Work task:
Your answer should hold all lines of the entries that include the word "PriceSeries".

Provided material:
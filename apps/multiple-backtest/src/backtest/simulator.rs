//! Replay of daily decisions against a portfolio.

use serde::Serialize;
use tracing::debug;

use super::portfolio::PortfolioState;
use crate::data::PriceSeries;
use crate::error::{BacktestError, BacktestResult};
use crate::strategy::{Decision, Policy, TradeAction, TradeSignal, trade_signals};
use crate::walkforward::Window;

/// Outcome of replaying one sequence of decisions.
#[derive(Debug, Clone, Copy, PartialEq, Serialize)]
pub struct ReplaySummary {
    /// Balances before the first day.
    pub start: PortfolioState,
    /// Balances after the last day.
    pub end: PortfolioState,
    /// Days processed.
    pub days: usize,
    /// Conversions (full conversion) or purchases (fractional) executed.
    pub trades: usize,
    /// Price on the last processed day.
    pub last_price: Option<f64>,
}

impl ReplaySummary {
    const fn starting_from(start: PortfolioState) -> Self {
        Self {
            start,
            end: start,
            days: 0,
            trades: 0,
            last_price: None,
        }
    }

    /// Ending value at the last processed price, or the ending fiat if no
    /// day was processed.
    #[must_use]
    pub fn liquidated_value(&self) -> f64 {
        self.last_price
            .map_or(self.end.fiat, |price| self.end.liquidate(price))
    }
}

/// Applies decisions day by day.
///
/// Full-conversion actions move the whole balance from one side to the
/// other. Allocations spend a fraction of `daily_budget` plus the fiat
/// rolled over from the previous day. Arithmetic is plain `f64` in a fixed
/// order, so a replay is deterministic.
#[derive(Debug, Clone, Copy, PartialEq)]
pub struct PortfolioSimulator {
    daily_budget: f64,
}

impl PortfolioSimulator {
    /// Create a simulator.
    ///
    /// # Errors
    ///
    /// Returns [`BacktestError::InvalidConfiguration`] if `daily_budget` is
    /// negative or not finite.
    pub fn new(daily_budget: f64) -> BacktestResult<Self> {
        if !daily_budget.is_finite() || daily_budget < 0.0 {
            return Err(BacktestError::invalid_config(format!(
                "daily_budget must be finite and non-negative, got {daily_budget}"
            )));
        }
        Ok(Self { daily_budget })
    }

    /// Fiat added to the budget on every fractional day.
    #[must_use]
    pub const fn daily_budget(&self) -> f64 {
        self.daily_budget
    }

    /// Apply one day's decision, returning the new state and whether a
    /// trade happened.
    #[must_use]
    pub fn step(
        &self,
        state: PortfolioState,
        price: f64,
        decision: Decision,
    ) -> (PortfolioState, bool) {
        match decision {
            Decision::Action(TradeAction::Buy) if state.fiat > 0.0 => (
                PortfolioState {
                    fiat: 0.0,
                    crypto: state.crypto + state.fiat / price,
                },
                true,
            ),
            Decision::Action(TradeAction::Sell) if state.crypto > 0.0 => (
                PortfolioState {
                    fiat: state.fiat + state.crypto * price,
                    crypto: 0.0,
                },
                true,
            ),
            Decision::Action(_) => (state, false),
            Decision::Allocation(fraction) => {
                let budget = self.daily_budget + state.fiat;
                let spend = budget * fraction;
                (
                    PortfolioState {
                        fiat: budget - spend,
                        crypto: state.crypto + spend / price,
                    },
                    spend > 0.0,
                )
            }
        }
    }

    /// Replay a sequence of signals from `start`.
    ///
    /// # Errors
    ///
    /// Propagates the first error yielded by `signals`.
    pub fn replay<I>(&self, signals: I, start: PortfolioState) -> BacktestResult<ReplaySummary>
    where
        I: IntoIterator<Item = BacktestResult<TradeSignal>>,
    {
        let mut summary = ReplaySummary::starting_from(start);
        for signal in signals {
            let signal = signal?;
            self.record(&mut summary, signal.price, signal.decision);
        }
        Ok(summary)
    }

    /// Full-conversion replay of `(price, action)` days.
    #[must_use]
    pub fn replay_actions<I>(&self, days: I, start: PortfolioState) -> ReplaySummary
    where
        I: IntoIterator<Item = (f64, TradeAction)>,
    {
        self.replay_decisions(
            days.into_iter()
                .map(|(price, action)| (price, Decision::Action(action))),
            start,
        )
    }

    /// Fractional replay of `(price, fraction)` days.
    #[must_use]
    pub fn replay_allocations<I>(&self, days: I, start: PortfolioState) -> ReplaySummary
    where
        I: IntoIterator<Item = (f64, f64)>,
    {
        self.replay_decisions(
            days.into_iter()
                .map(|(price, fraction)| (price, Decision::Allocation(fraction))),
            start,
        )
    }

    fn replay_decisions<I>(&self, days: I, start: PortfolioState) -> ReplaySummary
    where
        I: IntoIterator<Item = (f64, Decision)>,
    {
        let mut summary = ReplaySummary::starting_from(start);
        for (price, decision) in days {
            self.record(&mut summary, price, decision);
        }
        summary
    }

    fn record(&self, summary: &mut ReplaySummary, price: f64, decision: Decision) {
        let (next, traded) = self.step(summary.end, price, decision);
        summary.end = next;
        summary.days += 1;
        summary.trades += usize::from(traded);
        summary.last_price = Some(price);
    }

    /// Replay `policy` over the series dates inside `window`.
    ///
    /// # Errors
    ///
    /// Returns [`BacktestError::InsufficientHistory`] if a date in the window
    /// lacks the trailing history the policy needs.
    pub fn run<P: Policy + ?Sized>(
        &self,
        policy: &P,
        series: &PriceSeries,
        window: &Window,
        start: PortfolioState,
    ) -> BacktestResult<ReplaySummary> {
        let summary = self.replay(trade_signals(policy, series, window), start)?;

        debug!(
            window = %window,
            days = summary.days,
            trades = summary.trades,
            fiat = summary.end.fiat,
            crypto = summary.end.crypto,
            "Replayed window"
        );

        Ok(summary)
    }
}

--

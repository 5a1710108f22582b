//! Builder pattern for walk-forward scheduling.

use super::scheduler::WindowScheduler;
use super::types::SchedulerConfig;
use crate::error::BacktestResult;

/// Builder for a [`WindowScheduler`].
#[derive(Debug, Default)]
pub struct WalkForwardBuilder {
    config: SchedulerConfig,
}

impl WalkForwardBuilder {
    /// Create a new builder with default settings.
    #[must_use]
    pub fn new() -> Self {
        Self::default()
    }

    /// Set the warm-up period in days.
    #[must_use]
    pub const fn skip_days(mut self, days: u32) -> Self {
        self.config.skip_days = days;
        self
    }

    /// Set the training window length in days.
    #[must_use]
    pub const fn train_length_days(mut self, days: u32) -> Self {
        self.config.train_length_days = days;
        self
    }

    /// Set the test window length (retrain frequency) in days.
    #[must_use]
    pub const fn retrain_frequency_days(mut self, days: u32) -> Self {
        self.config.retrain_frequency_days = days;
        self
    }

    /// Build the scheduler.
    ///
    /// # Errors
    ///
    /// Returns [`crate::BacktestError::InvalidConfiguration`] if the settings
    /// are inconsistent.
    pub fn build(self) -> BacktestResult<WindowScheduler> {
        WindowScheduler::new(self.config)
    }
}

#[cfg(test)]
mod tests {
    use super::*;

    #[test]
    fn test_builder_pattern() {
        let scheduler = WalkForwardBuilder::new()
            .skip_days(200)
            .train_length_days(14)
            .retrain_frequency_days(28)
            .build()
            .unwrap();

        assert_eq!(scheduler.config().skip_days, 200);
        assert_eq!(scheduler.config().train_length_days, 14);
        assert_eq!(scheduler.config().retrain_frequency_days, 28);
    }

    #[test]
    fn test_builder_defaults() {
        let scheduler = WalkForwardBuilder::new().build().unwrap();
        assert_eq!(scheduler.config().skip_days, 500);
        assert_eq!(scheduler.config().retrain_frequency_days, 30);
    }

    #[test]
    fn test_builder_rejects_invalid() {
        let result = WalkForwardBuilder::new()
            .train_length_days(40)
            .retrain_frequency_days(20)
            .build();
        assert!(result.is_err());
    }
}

Result of the exercise:
use crate::data::PriceSeries;
        series: &PriceSeries,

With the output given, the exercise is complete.